SA Libs talk themselves out of win



Some campaigns have their iconic moments. In the 2004 federal campaign it was Mark Latham’s overly muscular handshake with John Howard. It summed up all the risk inherent in Latham.

For the South Australian election it was probably Liberal shadow treasurer Steven Griffiths’ claim that his own figures for savings on the Royal Adelaide Hospital were “spin” which would have reinvigorated doubts about the SA Libs.

The shame for the Liberals is if they had been running a different campaign it would probably not have mattered.

And to put it into perspective, the Liberals have achieved a swing of heroic proportions.

It looks like Isobel Redmond and her team have collected a swing of 7.3% – which is one of the largest swings in contemporary Australian elections – but it also looks like they have collected that swing mostly in the wrong seats.

The results suggest that this was a classic protest vote swing. In a protest vote you win votes not because people want you to win, but because they want to send your opponent a message.

Protest votes result in larger swings in safe seats – yours and your opponents. But the marginals tend to remain tight. In fact, some safe seats will change hands with large swings while marginals will stay put and swing against the trend (see Adelaide, Mawson  and Light).

Our polling suggested that elements of a protest vote were in place. Electors are over Mike Rann, and preferred Isobel Redmond, but there were lingering doubts about the Liberal Party. Greens preferences probably held the key and they were inclined towards a hung parliament rather than a Liberal win.

If the Liberal Party had pitched themselves as the  under-dogs, and even embraced the overwhelming likelihood that the best result for them would be a hung parliament, they might have won.

But they pitched themselves as certain to form the next government.

This meant that electors were scrutinising them more closelythan they would have as a potential government rather than a tool to bring Rann down a peg or two.

Then, at just the wrong time in the campaign a Liberal front-bencher suggests that a key Liberal promise is “spin”. Voters in a number of key seats probably changed their minds at that point and decided to stay put.

I suspect that the Liberals were also running the wrong marginal seats campaign. In 1996 in the Queensland election ALP members like Michael Lavarch held key marginal seats, but were tracking 10% above their party’s vote.
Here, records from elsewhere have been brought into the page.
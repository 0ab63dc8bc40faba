//! Offset pagination.

use serde::{Deserialize, Serialize};

pub const DEFAULT_PAGE_SIZE: i64 = 10;
pub const MAX_PAGE_SIZE: i64 = 100;

/// Raw `?page=&limit=` values. Anything unparsable falls back to defaults.
#[derive(Debug, Default, Deserialize)]
pub struct PageQuery {
    pub page: Option<String>,
    pub limit: Option<String>,
}

#[derive(Debug, Clone, Copy, PartialEq, Eq)]
pub struct Pagination {
    pub page: i64,
    pub limit: i64,
}

impl Default for Pagination {
    fn default() -> Self {
        Self {
            page: 1,
            limit: DEFAULT_PAGE_SIZE,
        }
    }
}

impl Pagination {
    pub fn new(page: Option<i64>, limit: Option<i64>) -> Self {
        let page = page.filter(|p| *p >= 1).unwrap_or(1);
        let limit = limit
            .filter(|l| *l >= 1)
            .map(|l| l.min(MAX_PAGE_SIZE))
            .unwrap_or(DEFAULT_PAGE_SIZE);
        Self { page, limit }
    }

    pub fn from_query(query: &PageQuery) -> Self {
        Self::new(
            query.page.as_deref().and_then(|p| p.trim().parse().ok()),
            query.limit.as_deref().and_then(|l| l.trim().parse().ok()),
        )
    }

    pub fn offset(&self) -> i64 {
        (self.page - 1).saturating_mul(self.limit)
    }

    /// `ceil(total / limit)`; zero when there is nothing to show.
    pub fn total_pages(&self, total: i64) -> i64 {
        if total <= 0 {
            0
        } else {
            (total + self.limit - 1) / self.limit
        }
    }
}

#[derive(Debug, Serialize)]
#[serde(rename_all = "camelCase")]
pub struct Page<T> {
    pub docs: Vec<T>,
    pub total_docs: i64,
    pub limit: i64,
    pub page: i64,
    pub total_pages: i64,
    pub has_next_page: bool,
    pub has_prev_page: bool,
}

impl<T> Page<T> {
    pub fn new(docs: Vec<T>, total_docs: i64, pagination: Pagination) -> Self {
        let total_pages = pagination.total_pages(total_docs);
        Self {
            docs,
            total_docs,
            limit: pagination.limit,
            page: pagination.page,
            total_pages,
            has_next_page: pagination.page < total_pages,
            has_prev_page: pagination.page > 1,
        }
    }
}

#[cfg(test)]
mod tests {
    use super::*;

    #[test]
    fn defaults_and_clamping() {
        assert_eq!(Pagination::new(None, None), Pagination { page: 1, limit: 10 });
        assert_eq!(Pagination::new(Some(0), Some(0)), Pagination { page: 1, limit: 10 });
        assert_eq!(Pagination::new(Some(-3), Some(500)).limit, MAX_PAGE_SIZE);
    }

    #[test]
    fn garbage_query_values_fall_back() {
        let query = PageQuery {
            page: Some("two".into()),
            limit: Some("".into()),
        };
        assert_eq!(Pagination::from_query(&query), Pagination::default());
    }

    #[test]
    fn fifteen_items_second_page() {
        let pagination = Pagination::new(Some(2), Some(10));
        assert_eq!(pagination.offset(), 10);
        assert_eq!(pagination.total_pages(15), 2);

        let page = Page::new(vec![0; 5], 15, pagination);
        assert_eq!(page.docs.len(), 5);
        assert_eq!(page.total_pages, 2);
        assert!(!page.has_next_page);
        assert!(page.has_prev_page);
    }

    #[test]
    fn empty_result_has_zero_pages() {
        let page: Page<u8> = Page::new(vec![], 0, Pagination::default());
        assert_eq!(page.total_pages, 0);
        assert!(!page.has_next_page);
    }
}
In the last weeks we targetted their electors with a message that said “We know that you like your local member and we can understand that he (they were all males) is a decent person. But when he goes to Canberra he supports these decisions that Paul Keating is making. The only way you can send Keating a message is to vote against this person who you like. Sorry.”

It worked and their votes came back in line with their party’s.

Were the SA Libs pushing a similar message out in Light, Mawson, Norwood and Newland?

There are lessons for the federal Liberals, and federal Labor, in this result.



Posted by Graham at 12:55 pm | Comments (1) |
Filed under: Uncategorized

1 Comment

  1. Basically, the Liberals have proven once again that they have no idea how to campaign and, they’re obviously refusing to listen to any outsider opinions on how to win for once. There are times when I can only believe that these Liberal, National oppositions don’t want to win government as they fear success.